# EXTRACTED DATA

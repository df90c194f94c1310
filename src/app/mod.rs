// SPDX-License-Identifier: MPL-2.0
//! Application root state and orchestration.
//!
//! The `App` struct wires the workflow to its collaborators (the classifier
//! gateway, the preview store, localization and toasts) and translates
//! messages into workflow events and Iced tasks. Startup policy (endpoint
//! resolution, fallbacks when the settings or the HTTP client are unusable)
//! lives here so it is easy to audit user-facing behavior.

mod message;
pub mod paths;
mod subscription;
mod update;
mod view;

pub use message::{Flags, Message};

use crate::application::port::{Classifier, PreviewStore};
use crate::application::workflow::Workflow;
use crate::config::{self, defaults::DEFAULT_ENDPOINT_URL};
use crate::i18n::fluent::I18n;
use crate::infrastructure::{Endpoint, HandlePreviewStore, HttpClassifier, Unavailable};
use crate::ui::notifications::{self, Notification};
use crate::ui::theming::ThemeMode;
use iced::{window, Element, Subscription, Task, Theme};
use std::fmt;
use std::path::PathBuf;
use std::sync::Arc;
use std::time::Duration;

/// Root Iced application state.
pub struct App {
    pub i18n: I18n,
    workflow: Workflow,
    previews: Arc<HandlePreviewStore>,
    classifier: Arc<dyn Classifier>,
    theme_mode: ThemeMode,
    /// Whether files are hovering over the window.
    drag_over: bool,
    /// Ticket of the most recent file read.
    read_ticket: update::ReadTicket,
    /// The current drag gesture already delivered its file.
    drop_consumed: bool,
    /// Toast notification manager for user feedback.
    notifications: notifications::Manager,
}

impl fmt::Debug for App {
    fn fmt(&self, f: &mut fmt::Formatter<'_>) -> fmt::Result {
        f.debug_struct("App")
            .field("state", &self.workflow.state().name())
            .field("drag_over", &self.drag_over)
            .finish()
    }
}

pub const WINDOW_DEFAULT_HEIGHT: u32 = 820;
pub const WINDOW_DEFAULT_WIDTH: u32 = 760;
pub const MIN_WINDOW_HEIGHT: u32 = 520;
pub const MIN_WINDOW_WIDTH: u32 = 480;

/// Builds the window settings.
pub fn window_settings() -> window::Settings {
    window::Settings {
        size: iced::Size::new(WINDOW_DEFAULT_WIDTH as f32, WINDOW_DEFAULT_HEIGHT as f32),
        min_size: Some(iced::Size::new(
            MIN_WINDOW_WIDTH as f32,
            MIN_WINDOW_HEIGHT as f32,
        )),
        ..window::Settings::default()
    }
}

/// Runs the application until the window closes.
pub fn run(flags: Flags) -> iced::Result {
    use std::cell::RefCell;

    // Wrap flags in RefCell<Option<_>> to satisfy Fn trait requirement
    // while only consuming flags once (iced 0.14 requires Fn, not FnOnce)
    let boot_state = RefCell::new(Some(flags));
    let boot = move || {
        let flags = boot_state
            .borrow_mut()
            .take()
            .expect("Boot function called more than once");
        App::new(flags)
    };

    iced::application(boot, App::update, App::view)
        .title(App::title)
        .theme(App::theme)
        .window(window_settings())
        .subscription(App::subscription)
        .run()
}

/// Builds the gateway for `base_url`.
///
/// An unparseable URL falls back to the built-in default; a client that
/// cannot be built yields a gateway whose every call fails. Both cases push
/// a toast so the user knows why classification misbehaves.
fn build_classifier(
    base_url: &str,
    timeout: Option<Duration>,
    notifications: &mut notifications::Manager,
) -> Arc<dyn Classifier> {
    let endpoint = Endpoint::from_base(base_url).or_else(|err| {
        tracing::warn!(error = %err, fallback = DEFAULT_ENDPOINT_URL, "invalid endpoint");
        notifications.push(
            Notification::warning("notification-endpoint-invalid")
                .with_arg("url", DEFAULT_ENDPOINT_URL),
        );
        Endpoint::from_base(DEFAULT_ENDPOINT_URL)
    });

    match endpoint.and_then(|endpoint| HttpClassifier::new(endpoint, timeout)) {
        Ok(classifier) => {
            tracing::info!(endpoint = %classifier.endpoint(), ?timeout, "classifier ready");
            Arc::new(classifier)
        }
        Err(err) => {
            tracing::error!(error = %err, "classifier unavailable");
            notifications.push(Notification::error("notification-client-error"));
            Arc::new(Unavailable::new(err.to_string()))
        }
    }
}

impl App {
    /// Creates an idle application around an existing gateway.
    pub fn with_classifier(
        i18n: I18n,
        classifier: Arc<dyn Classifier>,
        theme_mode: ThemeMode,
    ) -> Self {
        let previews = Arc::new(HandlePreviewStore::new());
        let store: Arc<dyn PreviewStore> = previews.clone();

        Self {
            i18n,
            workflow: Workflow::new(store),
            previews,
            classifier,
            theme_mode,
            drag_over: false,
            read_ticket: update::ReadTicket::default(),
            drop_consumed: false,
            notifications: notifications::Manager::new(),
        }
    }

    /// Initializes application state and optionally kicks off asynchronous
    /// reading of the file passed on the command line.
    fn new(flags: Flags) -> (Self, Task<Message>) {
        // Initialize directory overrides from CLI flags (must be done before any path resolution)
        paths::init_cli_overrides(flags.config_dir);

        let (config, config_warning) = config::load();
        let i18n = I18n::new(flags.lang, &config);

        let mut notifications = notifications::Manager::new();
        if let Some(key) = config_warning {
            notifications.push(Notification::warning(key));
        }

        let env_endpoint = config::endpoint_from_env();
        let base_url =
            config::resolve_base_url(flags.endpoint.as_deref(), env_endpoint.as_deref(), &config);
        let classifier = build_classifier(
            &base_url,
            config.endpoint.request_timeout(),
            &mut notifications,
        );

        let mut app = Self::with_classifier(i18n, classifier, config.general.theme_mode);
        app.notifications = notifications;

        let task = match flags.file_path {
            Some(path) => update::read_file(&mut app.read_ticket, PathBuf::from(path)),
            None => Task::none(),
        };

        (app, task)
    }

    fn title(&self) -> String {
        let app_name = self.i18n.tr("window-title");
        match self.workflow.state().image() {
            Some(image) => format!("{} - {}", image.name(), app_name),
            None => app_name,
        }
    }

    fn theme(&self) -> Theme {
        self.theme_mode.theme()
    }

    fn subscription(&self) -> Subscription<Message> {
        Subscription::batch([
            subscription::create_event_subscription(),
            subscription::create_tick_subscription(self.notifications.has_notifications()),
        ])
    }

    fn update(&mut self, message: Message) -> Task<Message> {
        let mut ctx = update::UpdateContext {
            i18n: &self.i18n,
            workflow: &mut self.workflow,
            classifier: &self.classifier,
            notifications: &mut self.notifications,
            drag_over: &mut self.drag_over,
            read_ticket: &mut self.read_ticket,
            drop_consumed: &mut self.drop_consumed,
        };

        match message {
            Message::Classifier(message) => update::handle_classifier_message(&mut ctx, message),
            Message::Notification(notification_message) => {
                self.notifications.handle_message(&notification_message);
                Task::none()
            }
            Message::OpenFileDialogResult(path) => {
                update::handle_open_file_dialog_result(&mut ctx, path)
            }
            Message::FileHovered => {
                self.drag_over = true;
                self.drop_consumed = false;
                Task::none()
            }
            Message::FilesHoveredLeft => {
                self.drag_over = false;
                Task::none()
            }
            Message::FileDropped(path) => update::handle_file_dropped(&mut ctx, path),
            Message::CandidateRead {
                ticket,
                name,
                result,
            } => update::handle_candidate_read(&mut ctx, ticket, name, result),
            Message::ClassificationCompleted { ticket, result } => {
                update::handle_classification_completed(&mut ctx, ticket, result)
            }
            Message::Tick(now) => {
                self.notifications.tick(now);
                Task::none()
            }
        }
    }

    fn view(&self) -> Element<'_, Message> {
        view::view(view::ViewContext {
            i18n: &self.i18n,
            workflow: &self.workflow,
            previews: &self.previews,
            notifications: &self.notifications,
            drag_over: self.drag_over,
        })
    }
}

# EXERCISE
The entire set of records should be returned exactly.

# FINAL ANSWER
repository df90c194f94c1310
filename src/app/mod.rs
// SPDX-License-Identifier: MPL-2.0
//! Application root state and orchestration.
//!
//! The `App` struct wires the workflow to its collaborators (the classifier
//! gateway, the preview store, localization and toasts) and translates
//! messages into workflow events and Iced tasks. Startup policy (endpoint
//! resolution, fallbacks when the settings or the HTTP client are unusable)
//! lives here so it is easy to audit user-facing behavior.

mod message;
pub mod paths;
mod subscription;
mod update;
mod view;

pub use message::{Flags, Message};

use crate::application::port::{Classifier, PreviewStore};
use crate::application::workflow::Workflow;
use crate::config::{self, defaults::DEFAULT_ENDPOINT_URL};
use crate::i18n::fluent::I18n;
use crate::infrastructure::{Endpoint, HandlePreviewStore, HttpClassifier, Unavailable};
use crate::ui::notifications::{self, Notification};
use crate::ui::theming::ThemeMode;
use iced::{window, Element, Subscription, Task, Theme};
use std::fmt;
use std::path::PathBuf;
use std::sync::Arc;
use std::time::Duration;

/// Root Iced application state.
pub struct App {
    pub i18n: I18n,
    workflow: Workflow,
    previews: Arc<HandlePreviewStore>,
    classifier: Arc<dyn Classifier>,
    theme_mode: ThemeMode,
    /// Whether files are hovering over the window.
    drag_over: bool,
    /// Ticket of the most recent file read.
    read_ticket: update::ReadTicket,
    /// The current drag gesture already delivered its file.
    drop_consumed: bool,
    /// Toast notification manager for user feedback.
    notifications: notifications::Manager,
}

impl fmt::Debug for App {
    fn fmt(&self, f: &mut fmt::Formatter<'_>) -> fmt::Result {
        f.debug_struct("App")
            .field("state", &self.workflow.state().name())
            .field("drag_over", &self.drag_over)
            .finish()
    }
}

pub const WINDOW_DEFAULT_HEIGHT: u32 = 820;
pub const WINDOW_DEFAULT_WIDTH: u32 = 760;
pub const MIN_WINDOW_HEIGHT: u32 = 520;
pub const MIN_WINDOW_WIDTH: u32 = 480;

/// Builds the window settings.
pub fn window_settings() -> window::Settings {
    window::Settings {
        size: iced::Size::new(WINDOW_DEFAULT_WIDTH as f32, WINDOW_DEFAULT_HEIGHT as f32),
        min_size: Some(iced::Size::new(
            MIN_WINDOW_WIDTH as f32,
            MIN_WINDOW_HEIGHT as f32,
        )),
        ..window::Settings::default()
    }
}

/// Runs the application until the window closes.
pub fn run(flags: Flags) -> iced::Result {
    use std::cell::RefCell;

    // Wrap flags in RefCell<Option<_>> to satisfy Fn trait requirement
    // while only consuming flags once (iced 0.14 requires Fn, not FnOnce)
    let boot_state = RefCell::new(Some(flags));
    let boot = move || {
        let flags = boot_state
            .borrow_mut()
            .take()
            .expect("Boot function called more than once");
        App::new(flags)
    };

    iced::application(boot, App::update, App::view)
        .title(App::title)
        .theme(App::theme)
        .window(window_settings())
        .subscription(App::subscription)
        .run()
}

/// Builds the gateway for `base_url`.
///
/// An unparseable URL falls back to the built-in default; a client that
/// cannot be built yields a gateway whose every call fails. Both cases push
/// a toast so the user knows why classification misbehaves.
fn build_classifier(
    base_url: &str,
    timeout: Option<Duration>,
    notifications: &mut notifications::Manager,
) -> Arc<dyn Classifier> {
    let endpoint = Endpoint::from_base(base_url).or_else(|err| {
        tracing::warn!(error = %err, fallback = DEFAULT_ENDPOINT_URL, "invalid endpoint");
        notifications.push(
            Notification::warning("notification-endpoint-invalid")
                .with_arg("url", DEFAULT_ENDPOINT_URL),
        );
        Endpoint::from_base(DEFAULT_ENDPOINT_URL)
    });

    match endpoint.and_then(|endpoint| HttpClassifier::new(endpoint, timeout)) {
        Ok(classifier) => {
            tracing::info!(endpoint = %classifier.endpoint(), ?timeout, "classifier ready");
            Arc::new(classifier)
        }
        Err(err) => {
            tracing::error!(error = %err, "classifier unavailable");
            notifications.push(Notification::error("notification-client-error"));
            Arc::new(Unavailable::new(err.to_string()))
        }
    }
}

impl App {
    /// Creates an idle application around an existing gateway.
    pub fn with_classifier(
        i18n: I18n,
        classifier: Arc<dyn Classifier>,
        theme_mode: ThemeMode,
    ) -> Self {
        let previews = Arc::new(HandlePreviewStore::new());
        let store: Arc<dyn PreviewStore> = previews.clone();

        Self {
            i18n,
            workflow: Workflow::new(store),
            previews,
            classifier,
            theme_mode,
            drag_over: false,
            read_ticket: update::ReadTicket::default(),
            drop_consumed: false,
            notifications: notifications::Manager::new(),
        }
    }

    /// Initializes application state and optionally kicks off asynchronous
    /// reading of the file passed on the command line.
    fn new(flags: Flags) -> (Self, Task<Message>) {
        // Initialize directory overrides from CLI flags (must be done before any path resolution)
        paths::init_cli_overrides(flags.config_dir);

        let (config, config_warning) = config::load();
        let i18n = I18n::new(flags.lang, &config);

        let mut notifications = notifications::Manager::new();
        if let Some(key) = config_warning {
            notifications.push(Notification::warning(key));
        }

        let env_endpoint = config::endpoint_from_env();
        let base_url =
            config::resolve_base_url(flags.endpoint.as_deref(), env_endpoint.as_deref(), &config);
        let classifier = build_classifier(
            &base_url,
            config.endpoint.request_timeout(),
            &mut notifications,
        );

        let mut app = Self::with_classifier(i18n, classifier, config.general.theme_mode);
        app.notifications = notifications;

        let task = match flags.file_path {
            Some(path) => update::read_file(&mut app.read_ticket, PathBuf::from(path)),
            None => Task::none(),
        };

        (app, task)
    }

    fn title(&self) -> String {
        let app_name = self.i18n.tr("window-title");
        match self.workflow.state().image() {
            Some(image) => format!("{} - {}", image.name(), app_name),
            None => app_name,
        }
    }

    fn theme(&self) -> Theme {
        self.theme_mode.theme()
    }

    fn subscription(&self) -> Subscription<Message> {
        Subscription::batch([
            subscription::create_event_subscription(),
            subscription::create_tick_subscription(self.notifications.has_notifications()),
        ])
    }

    fn update(&mut self, message: Message) -> Task<Message> {
        let mut ctx = update::UpdateContext {
            i18n: &self.i18n,
            workflow: &mut self.workflow,
            classifier: &self.classifier,
            notifications: &mut self.notifications,
            drag_over: &mut self.drag_over,
            read_ticket: &mut self.read_ticket,
            drop_consumed: &mut self.drop_consumed,
        };

        match message {
            Message::Classifier(message) => update::handle_classifier_message(&mut ctx, message),
            Message::Notification(notification_message) => {
                self.notifications.handle_message(&notification_message);
                Task::none()
            }
            Message::OpenFileDialogResult(path) => {
                update::handle_open_file_dialog_result(&mut ctx, path)
            }
            Message::FileHovered => {
                self.drag_over = true;
                self.drop_consumed = false;
                Task::none()
            }
            Message::FilesHoveredLeft => {
                self.drag_over = false;
                Task::none()
            }
            Message::FileDropped(path) => update::handle_file_dropped(&mut ctx, path),
            Message::CandidateRead {
                ticket,
                name,
                result,
            } => update::handle_candidate_read(&mut ctx, ticket, name, result),
            Message::ClassificationCompleted { ticket, result } => {
                update::handle_classification_completed(&mut ctx, ticket, result)
            }
            Message::Tick(now) => {
                self.notifications.tick(now);
                Task::none()
            }
        }
    }

    fn view(&self) -> Element<'_, Message> {
        view::view(view::ViewContext {
            i18n: &self.i18n,
            workflow: &self.workflow,
            previews: &self.previews,
            notifications: &self.notifications,
            drag_over: self.drag_over,
        })
    }
}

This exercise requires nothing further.